Monsieur le ministre de l’Intérieur souhaite que ses services sachent tout de nous dès lors que nous présentons un intérêt pour la sécurité publique. Cette sécurité publique pourrait aller jusqu’à l’atteinte aux institutions de la République. Diantre ! Un Jean-Luc Mélenchon et un Arnaud Montebourg qui souhaitent porter en terre la Ve République tout entière pourraient gagner un ticket d’entrée dans ces fichiers… et y voisiner avec toute l’Action française !
Quelques réflexions.
Il est assez vraisemblable que si de tels décrets paraissent, c’est que ces données étaient déjà collectées et stockées en catimini et qu’il convient de légitimer a posteriori une vieille pratique.
L’un de ces fichiers sert aux habilitations. Sachez-le, détenteurs légaux des secrets de l’État, vos comptes sur Twitter et vos adresses mail privées, malgré leurs pseudonymes réputés incassables, seront liés à vous.

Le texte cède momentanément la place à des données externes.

use crate::models::PriceRow;
use anyhow::{Context, Result};
use serde::Serialize;
use serde_json::ser::PrettyFormatter;
use serde_json::Value;
use std::fs;
use std::io::{BufWriter, Write};
use std::path::Path;
use tempfile::NamedTempFile;

const PRICE_HEADER: [&str; 3] = ["name", "price", "date"];

/// Same request mode as a plain `File::create`; the process umask still applies.
#[cfg(unix)]
const NEW_FILE_MODE: u32 = 0o666;

/// Writes `path` through a temp file in the same directory and renames it into place.
/// The temp file is removed if `write` fails, so `path` is either untouched or complete.
pub fn write_atomically<F>(path: &Path, write: F) -> Result<()>
where
    F: FnOnce(&mut BufWriter<&mut NamedTempFile>) -> Result<()>,
{
    let parent = match path.parent() {
        Some(parent) if !parent.as_os_str().is_empty() => parent,
        _ => Path::new("."),
    };
    fs::create_dir_all(parent)
        .with_context(|| format!("Failed to create output directory {}", parent.display()))?;

    let mut temp = create_temp_for(path, parent)?;
    {
        let mut writer = BufWriter::new(&mut temp);
        write(&mut writer)?;
        writer
            .flush()
            .with_context(|| format!("Failed to flush {}", path.display()))?;
    }
    temp.as_file()
        .sync_all()
        .with_context(|| format!("Failed to sync {}", path.display()))?;
    temp.persist(path)
        .with_context(|| format!("Failed to move temp file into {}", path.display()))?;
    Ok(())
}

/// Temp files default to 0600; an overwritten target keeps its mode and a new
/// one gets what `File::create` would have given it.
fn create_temp_for(path: &Path, parent: &Path) -> Result<NamedTempFile> {
    let mut builder = tempfile::Builder::new();
    #[cfg(unix)]
    {
        use std::os::unix::fs::PermissionsExt;
        builder.permissions(fs::Permissions::from_mode(NEW_FILE_MODE));
    }
    let temp = builder
        .tempfile_in(parent)
        .with_context(|| format!("Unable to create temp file in {}", parent.display()))?;

    if let Ok(metadata) = fs::metadata(path) {
        temp.as_file()
            .set_permissions(metadata.permissions())
            .with_context(|| format!("Failed to copy permissions of {}", path.display()))?;
    }
    Ok(temp)
}

/// Catalog cache: the API payload as-is, indented with four spaces.
pub fn write_catalog(path: &Path, payload: &Value) -> Result<()> {
    write_atomically(path, |writer| {
        let formatter = PrettyFormatter::with_indent(b"    ");
        let mut serializer = serde_json::Serializer::with_formatter(writer, formatter);
        payload
            .serialize(&mut serializer)
            .context("Failed to serialize coin catalog")
    })
}

/// Price table as CSV. The header is written even when `rows` is empty.
pub fn write_price_table(path: &Path, rows: &[PriceRow]) -> Result<()> {
    write_atomically(path, |writer| {
        let mut csv_writer = csv::WriterBuilder::new()
            .has_headers(false)
            .from_writer(writer);
        csv_writer.write_record(PRICE_HEADER)?;
        for row in rows {
            csv_writer
                .serialize(row)
                .with_context(|| format!("Failed to write price row for {}", row.name))?;
        }
        csv_writer.flush().context("Failed to flush price table")?;
        Ok(())
    })
}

De graves contestations agitent la rue sur une loi de sécurité globale bien mal préparée et perçue comme liberticide. La publication de ces textes en cette période est-elle une tentative de passer sous le radar pendant que l’attention est focalisée ailleurs ?
Bien sûr, la lutte contre le terrorisme est invoquée pour justifier des extensions de ces fichiers. Mais ne serait-ce pas un paquet cadeau destiné à calmer les indignations de ceux qui contesteraient le bien-fondé de traitements de données aussi intrusifs ?
La lucidité commande d’alimenter presque chaque jour un faisceau d’indices concordants qui confortent dans la conviction que ce pouvoir a des tentations totalitaires et qu’il travaille à l’avènement d’une société autoritaire où le contrôle du citoyen est systématique. Sacrifier les libertés publiques contre un incrément de sécurité est le marché de dupes proposé par l’État : il n’a ni l’intention ni les moyens d’honorer sa part d’engagement. Big brother is watching you!, mais vous pouvez croire que c’est pour votre bien et que ça sera efficace.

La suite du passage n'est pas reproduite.